** Opening Information shown block **

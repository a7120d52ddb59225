//! Decoder: turn base64 text into bytes and deliver them
//!
//! A decode call runs in three stages:
//!
//! 1. resolve the [`Source`] into base64 text and check its shape,
//! 2. decode the text into a byte buffer,
//! 3. route the buffer to the console representation or to a file.
//!
//! Everything that can be checked without touching the source or the output
//! file is checked first, so a rejected call leaves no partial output.

mod builder;
mod options;

pub use builder::DecoderBuilder;
pub use options::{DecodeOptions, OutputMode, Utf8Policy, ValidationPolicy};

use std::path::{Path, PathBuf};

use log::{debug, info, warn};

use crate::error::{Error, Result};
use crate::host::{ClipboardReader, FileOpener, Interaction};
use crate::input::Source;
use crate::utils::base64::strip_whitespace;
use crate::utils::fs::write_file;
use crate::utils::{decode_base64, ensure_writable_target, read_regular_file, validate_base64};

/// Question asked after the output file has been written
pub const OPEN_PROMPT: &str = "Open the file?";

/// Result of a successful decode
#[derive(Debug, Clone, PartialEq, Eq)]
pub enum Decoded {
    /// The bytes as UTF-8 text
    Text(String),
    /// The raw bytes
    Bytes(Vec<u8>),
    /// The bytes were written to a file
    Written(WriteReport),
}

/// Details of a file write
#[derive(Debug, Clone, PartialEq, Eq)]
pub struct WriteReport {
    pub path: PathBuf,
    pub bytes: usize,
    pub open: OpenOutcome,
}

/// What happened after asking whether to open the written file
#[derive(Debug, Clone, PartialEq, Eq)]
pub enum OpenOutcome {
    Declined,
    Opened,
    /// Launching failed; the write itself still succeeded
    Failed(String),
}

/// Base64 decoder with its output options and host collaborators
pub struct Decoder {
    options: DecodeOptions,
    clipboard: Box<dyn ClipboardReader>,
    opener: Box<dyn FileOpener>,
    interaction: Box<dyn Interaction>,
}

impl Default for Decoder {
    fn default() -> Self {
        DecoderBuilder::new().build()
    }
}

impl Decoder {
    /// Start configuring a decoder
    pub fn builder() -> DecoderBuilder {
        DecoderBuilder::new()
    }

    pub fn options(&self) -> &DecodeOptions {
        &self.options
    }

    /// Decode the source and deliver the bytes according to the options
    pub fn decode(&self, source: &Source) -> Result<Decoded> {
        if let Source::Literal(text) = source {
            check_literal(text)?;
        }
        if let Some(path) = &self.options.out_file {
            ensure_writable_target(path)?;
        }

        let text = self.resolve_text(source)?;
        let bytes = decode_base64(&text)?;
        debug!("Decoded {} bytes from {}", bytes.len(), source.describe());

        match &self.options.out_file {
            Some(path) => self.write_out(path, bytes).map(Decoded::Written),
            None => self.render(bytes),
        }
    }

    fn resolve_text(&self, source: &Source) -> Result<String> {
        let raw = match source {
            Source::Literal(text) => return Ok(text.clone()),
            Source::File(path) => {
                let data = read_regular_file(path)?;
                String::from_utf8_lossy(&data).into_owned()
            }
            Source::Clipboard => self.clipboard.read_text()?,
        };

        let text = strip_whitespace(&raw);
        if text.is_empty() {
            // An empty file is what encoding an empty file produces
            if let Source::File(_) = source {
                return Ok(text);
            }
            return Err(Error::InvalidArgument(format!(
                "The {} holds no base64 text",
                source.describe()
            )));
        }

        if self.options.validation == ValidationPolicy::Uniform {
            validate_base64(&text)?;
        }
        Ok(text)
    }

    fn render(&self, bytes: Vec<u8>) -> Result<Decoded> {
        match (self.options.output_mode, self.options.utf8) {
            (OutputMode::Bytes, _) => Ok(Decoded::Bytes(bytes)),
            (OutputMode::Text, Utf8Policy::Strict) => Ok(Decoded::Text(String::from_utf8(bytes)?)),
            (OutputMode::Text, Utf8Policy::Lossy) => {
                Ok(Decoded::Text(String::from_utf8_lossy(&bytes).into_owned()))
            }
        }
    }

    fn write_out(&self, path: &Path, bytes: Vec<u8>) -> Result<WriteReport> {
        if self.options.output_mode == OutputMode::Bytes {
            warn!("Byte output is ignored when writing to a file");
        }

        write_file(path, &bytes)?;
        info!("Wrote {} bytes to {}", bytes.len(), path.display());

        self.interaction.notify(&format!(
            "Decoded {} bytes and wrote to: '{}'",
            bytes.len(),
            path.display()
        ));

        let open = if self.interaction.confirm(OPEN_PROMPT) {
            match self.opener.open(path) {
                Ok(()) => OpenOutcome::Opened,
                Err(e) => {
                    warn!("Could not open '{}': {}", path.display(), e);
                    OpenOutcome::Failed(e.to_string())
                }
            }
        } else {
            OpenOutcome::Declined
        };

        Ok(WriteReport {
            path: path.to_path_buf(),
            bytes: bytes.len(),
            open,
        })
    }
}

fn check_literal(text: &str) -> Result<()> {
    if text.is_empty() {
        return Err(Error::InvalidArgument("The base64 string is empty".to_string()));
    }
    validate_base64(text)
}

/// Decode literal base64 into UTF-8 text
pub fn decode_text(text: &str) -> Result<String> {
    match Decoder::default().decode(&Source::Literal(text.to_string()))? {
        Decoded::Text(text) => Ok(text),
        other => Err(Error::InvalidArgument(format!("Unexpected output: {:?}", other))),
    }
}

/// Decode literal base64 into bytes
pub fn decode_bytes(text: &str) -> Result<Vec<u8>> {
    let decoder = Decoder::builder()
        .with_output_mode(OutputMode::Bytes)
        .build();
    match decoder.decode(&Source::Literal(text.to_string()))? {
        Decoded::Bytes(bytes) => Ok(bytes),
        other => Err(Error::InvalidArgument(format!("Unexpected output: {:?}", other))),
    }
}
use std::path::PathBuf;

use anyhow::Result;
use b64kit::{encoder, Payload};
use clap::Parser;
use log::debug;

mod logging;

/// Encode a string or a file as Base64
#[derive(Debug, Parser)]
#[command(name = "b64", version)]
struct Cli {
    /// Text to encode
    string: Option<String>,

    /// File whose bytes are encoded
    #[arg(short, long, value_name = "PATH")]
    file: Option<PathBuf>,
}

fn run(cli: Cli) -> Result<String> {
    let payload = Payload::from_args(cli.string, cli.file)?;
    debug!("Encoding {:?}", payload);
    Ok(encoder::encode(&payload)?)
}

fn main() -> Result<()> {
    logging::init();

    match run(Cli::parse()) {
        Ok(encoded) => {
            println!("{}", encoded);
            Ok(())
        }
        Err(e) => {
            eprintln!("Error: {}", e);
            std::process::exit(1);
        }
    }
}

#[cfg(test)]
mod tests {
    use super::*;
    use b64kit::Error;

    fn parse(args: &[&str]) -> Cli {
        Cli::try_parse_from(std::iter::once("b64").chain(args.iter().copied())).unwrap()
    }

    #[test]
    fn test_encode_positional() {
        assert_eq!(run(parse(&["hello world"])).unwrap(), "aGVsbG8gd29ybGQ=");
    }

    #[test]
    fn test_file_alias() {
        let cli = parse(&["-f", "input.bin"]);
        assert_eq!(cli.file, Some(PathBuf::from("input.bin")));
        assert_eq!(cli.string, None);
    }

    #[test]
    fn test_string_and_file_rejected() {
        let err = run(parse(&["hello", "--file", "input.bin"])).unwrap_err();
        assert!(matches!(
            err.downcast_ref::<Error>(),
            Some(Error::InvalidArgument(_))
        ));
    }

    #[test]
    fn test_missing_file() {
        let err = run(parse(&["--file", "/definitely/not/here.bin"])).unwrap_err();
        assert!(matches!(err.downcast_ref::<Error>(), Some(Error::NotFound(_))));
    }
}
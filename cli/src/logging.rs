/// Initialize the logger; only warnings and errors show unless `RUST_LOG` says otherwise
pub fn init() {
    env_logger::init_from_env(
        env_logger::Env::default().filter_or(env_logger::DEFAULT_FILTER_ENV, "warn"),
    );
}
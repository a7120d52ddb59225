use dialoguer::Confirm;
use log::warn;

use super::Interaction;

/// Prints to stdout and asks questions on the terminal
#[derive(Debug, Clone, Default)]
pub struct TerminalInteraction;

impl TerminalInteraction {
    pub fn new() -> Self {
        Self
    }
}

impl Interaction for TerminalInteraction {
    fn notify(&self, message: &str) {
        println!("{}", message);
    }

    fn confirm(&self, question: &str) -> bool {
        match Confirm::new().with_prompt(question).default(false).interact() {
            Ok(answer) => answer,
            Err(e) => {
                // No terminal to ask on; treat as a "no"
                warn!("Could not prompt for confirmation: {}", e);
                false
            }
        }
    }
}

/// Prints to stdout and answers every question with "no"
#[derive(Debug, Clone, Default)]
pub struct AssumeNo;

impl Interaction for AssumeNo {
    fn notify(&self, message: &str) {
        println!("{}", message);
    }

    fn confirm(&self, _question: &str) -> bool {
        false
    }
}

/// Prints to stdout and answers every question with "yes"
#[derive(Debug, Clone, Default)]
pub struct AssumeYes;

impl Interaction for AssumeYes {
    fn notify(&self, message: &str) {
        println!("{}", message);
    }

    fn confirm(&self, _question: &str) -> bool {
        true
    }
}
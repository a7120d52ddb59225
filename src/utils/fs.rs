//! Whole-buffer file helpers

use std::fs;
use std::path::Path;

use crate::error::Error;

/// Read the complete contents of an existing regular file
pub fn read_regular_file(path: &Path) -> Result<Vec<u8>, Error> {
    if !path.is_file() {
        return Err(Error::NotFound(format!(
            "File '{}' does not exist or is not a regular file",
            path.display()
        )));
    }

    fs::read(path)
        .map_err(|e| Error::IoError(format!("Failed to read file '{}': {}", path.display(), e)))
}

/// Check that `path` can receive a new file: its directory must exist and
/// the path itself must not be a directory
pub fn ensure_writable_target(path: &Path) -> Result<(), Error> {
    if path.as_os_str().is_empty() {
        return Err(Error::InvalidArgument("Output path is empty".to_string()));
    }

    if path.is_dir() {
        return Err(Error::IoError(format!(
            "Output path '{}' is a directory",
            path.display()
        )));
    }

    // A bare file name has an empty parent, meaning the working directory
    match path.parent() {
        Some(parent) if !parent.as_os_str().is_empty() && !parent.is_dir() => {
            Err(Error::IoError(format!(
                "Directory '{}' does not exist",
                parent.display()
            )))
        }
        _ => Ok(()),
    }
}

/// Write the buffer to `path`, replacing any existing file
pub fn write_file(path: &Path, data: &[u8]) -> Result<(), Error> {
    fs::write(path, data)
        .map_err(|e| Error::IoError(format!("Failed to write file '{}': {}", path.display(), e)))
}
//! Options controlling how decoded data is checked and delivered

use std::path::PathBuf;

/// How decoded bytes are shown on the console
#[derive(Debug, Clone, Copy, PartialEq, Eq, Default)]
pub enum OutputMode {
    /// Interpret the bytes as UTF-8 text
    #[default]
    Text,
    /// List the raw byte values
    Bytes,
}

/// Which sources get the base64 shape check before decoding
#[derive(Debug, Clone, Copy, PartialEq, Eq, Default)]
pub enum ValidationPolicy {
    /// Literal, file and clipboard text are all checked
    #[default]
    Uniform,
    /// Only literal text is checked; file and clipboard text go straight to
    /// the codec
    LiteralOnly,
}

/// What to do when text output is requested but the bytes are not UTF-8
#[derive(Debug, Clone, Copy, PartialEq, Eq, Default)]
pub enum Utf8Policy {
    /// Fail with an encoding error
    #[default]
    Strict,
    /// Substitute U+FFFD for invalid sequences
    Lossy,
}

/// Decoder options
#[derive(Debug, Clone, Default, PartialEq, Eq)]
pub struct DecodeOptions {
    /// Console representation, ignored when writing to a file
    pub output_mode: OutputMode,

    /// Write the decoded bytes here instead of returning them
    pub out_file: Option<PathBuf>,

    /// Shape check policy
    pub validation: ValidationPolicy,

    /// UTF-8 handling for text output
    pub utf8: Utf8Policy,
}
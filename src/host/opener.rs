use std::path::Path;
use std::process::{Command, Stdio};

use log::info;

use super::FileOpener;
use crate::error::{Error, Result};

/// Opens files with the desktop's default handler
#[derive(Debug, Clone, Default)]
pub struct SystemOpener;

impl SystemOpener {
    pub fn new() -> Self {
        Self
    }

    fn command(path: &Path) -> Command {
        let mut cmd = if cfg!(target_os = "macos") {
            Command::new("open")
        } else if cfg!(windows) {
            let mut cmd = Command::new("cmd");
            // The empty string is the window title `start` expects first
            cmd.args(["/C", "start", ""]);
            cmd
        } else {
            Command::new("xdg-open")
        };
        cmd.arg(path)
            .stdin(Stdio::null())
            .stdout(Stdio::null())
            .stderr(Stdio::null());
        cmd
    }
}

impl FileOpener for SystemOpener {
    fn open(&self, path: &Path) -> Result<()> {
        info!("Opening {}", path.display());

        let status = Self::command(path).status()?;

        if status.success() {
            Ok(())
        } else {
            Err(Error::IoError(format!(
                "Opener for '{}' exited with {}",
                path.display(),
                status
            )))
        }
    }
}
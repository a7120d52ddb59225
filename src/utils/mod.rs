//! Utility functions shared by the encoder and decoder

pub mod base64;
pub mod fs;

// Re-export commonly used utilities
pub use self::base64::{decode_base64, encode_base64, validate_base64};
pub use self::fs::{ensure_writable_target, read_regular_file};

** Closing Information shown block **

### Problem description
Search the lines above for the string "writing", then show every one that has it.

### Reply
            warn!("Byte output is ignored when writing to a file");
    /// Console representation, ignored when writing to a file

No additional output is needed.